I need to stop being stubborn and rational and get more emotional, obviously, now that I am French. (And given that the above geneology came from "Israel De Wolfe," I need to investigate the possibility that we were actually the DeWolfe-Cohens at one point.) And, as a Huguenot, I need to re-think this marriage to the Catholic Persecutor.
As a Frenchie, then, you have the right to not bathe as frequently but you must upgrade your "mode" accordingly. See parisbreakfasts blog where Carol goes to visit her French cousin.
And you get to wear a beret.
Posted by: Becs | June 07, 2007 at 05:14 AM
Yeah, you might need to rethink the marriage to the Catholic Persecutor. You might wind up burned at the stake or something...best to get out while you still can!
Posted by: Autumn | June 07, 2007 at 07:53 AM
Was this entry supposed to be funny? I hope so, because I laughed out loud all the way through it. I might have been laughing "at" you instead of "with" you. Hope you don't mind. heehee.

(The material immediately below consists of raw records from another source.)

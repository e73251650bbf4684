use std::env;

use anyhow::{Context, Result};
use clap::Parser;
use tracing::{dispatcher, info, warn, Dispatch};
use tracing_subscriber::EnvFilter;

use auto_notary::batch::BatchRunner;
use auto_notary::config::{Cli, Command, RunConfig};
use auto_notary::grant::GrantRequestBuilder;
use auto_notary::ledger::{lotus::API_INFO_ENV, ApiInfo, GrantSubmitter, LotusClient};
use auto_notary::row::RowProcessor;
use auto_notary::sheet::{credentials::ACCESS_TOKEN_ENV, Credentials, SheetsClient, Worksheet};

fn main() -> Result<()> {
    let subscriber = tracing_subscriber::fmt()
        .with_env_filter(EnvFilter::try_from_default_env().unwrap_or_else(|_| EnvFilter::new("info")))
        .with_target(false)
        .finish();
    let dispatch = Dispatch::new(subscriber);

    let cli = Cli::parse();
    dispatcher::with_default(&dispatch, || -> Result<()> {
        match cli.command {
            Command::Run(args) => {
                let config = RunConfig::from_args(&cli.repo, args)?;
                run(config, dispatch.clone())
            }
        }
    })
}

fn run(config: RunConfig, dispatch: Dispatch) -> Result<()> {
    info!(
        from = %config.operator,
        spreadsheet = %config.spreadsheet_id,
        range = %config.layout.read_range(),
        "starting auto-notary"
    );

    let agent = ureq::AgentBuilder::new()
        .timeout_connect(config.http_timeout)
        .timeout_read(config.http_timeout)
        .build();
    let credentials = Credentials::load(config.cred_file.as_deref(), env::var(ACCESS_TOKEN_ENV).ok())
        .context("loading sheet credentials")?;
    let token = credentials
        .access_token(&agent)
        .context("obtaining sheet access token")?;
    let store = SheetsClient::new(token, config.http_timeout).context("creating sheets client")?;
    let mut sheet = Worksheet::new(
        store,
        config.spreadsheet_id.clone(),
        config.layout.clone(),
        config.retry.clone(),
    );

    let rows = sheet.fetch_rows()?;
    if rows.is_empty() {
        println!("No data found.");
        return Ok(());
    }
    info!(rows = rows.len(), "fetched requests");

    let api_info = ApiInfo::discover(env::var(API_INFO_ENV).ok().as_deref(), &config.repo)
        .with_context(|| format!("locating node api (set {API_INFO_ENV} or --repo)"))?;
    if api_info.token.is_none() {
        warn!(url = %api_info.url, "no node token found, pushes will likely be refused");
    }
    let client = LotusClient::new(api_info, config.network, config.http_timeout);
    let processor = RowProcessor::new(
        GrantRequestBuilder::new(config.operator.clone()),
        GrantSubmitter::new(client, config.retry.clone()),
        config.policy,
    );

    let mut runner = BatchRunner::new(processor, sheet, dispatch);
    let summary = runner.run(rows)?;
    if summary.failed > 0 {
        warn!(failed = summary.failed, "some requests were not granted, see the outcome column");
    }
    Ok(())
}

Posted by: KC | June 07, 2007 at 09:23 AM
The Huguenot Cross shown at the tail end of the Wickipedia reference would make a lovely gift to Someone.
Posted by: Queen Mother | June 07, 2007 at 09:47 AM
No, you aren't a Cohen. I would sense it.
Posted by: Marcia "Goldstein", Guest Blogger | June 07, 2007 at 05:35 PM
Becs – Hey! I don’t bathe frequently! Ask Marcia. I am musty. It all makes sense now.
Autumn – The Queen Mom once married a Catholic too, and that did not turn out well.
KC – I think you were laughing at Mom. She’s cool with that.
Queen Mother – Ooooh, and it’s used by Huguenots to identify each other! LIKE THE MASONS!
Marcia “Horowitz,” guest blogger – Yeah, if I were Jewish there would have been a tip-off. Oh, wait, that’s just the guys.
Posted by: TheQueen | June 07, 2007 at 09:06 PM
I keep reading this and all I can think of is "werewolf"...
Posted by: sue | June 11, 2007 at 01:40 PM
I KNOW! The whole LeLoupe thing. But no, we are wolfslayers.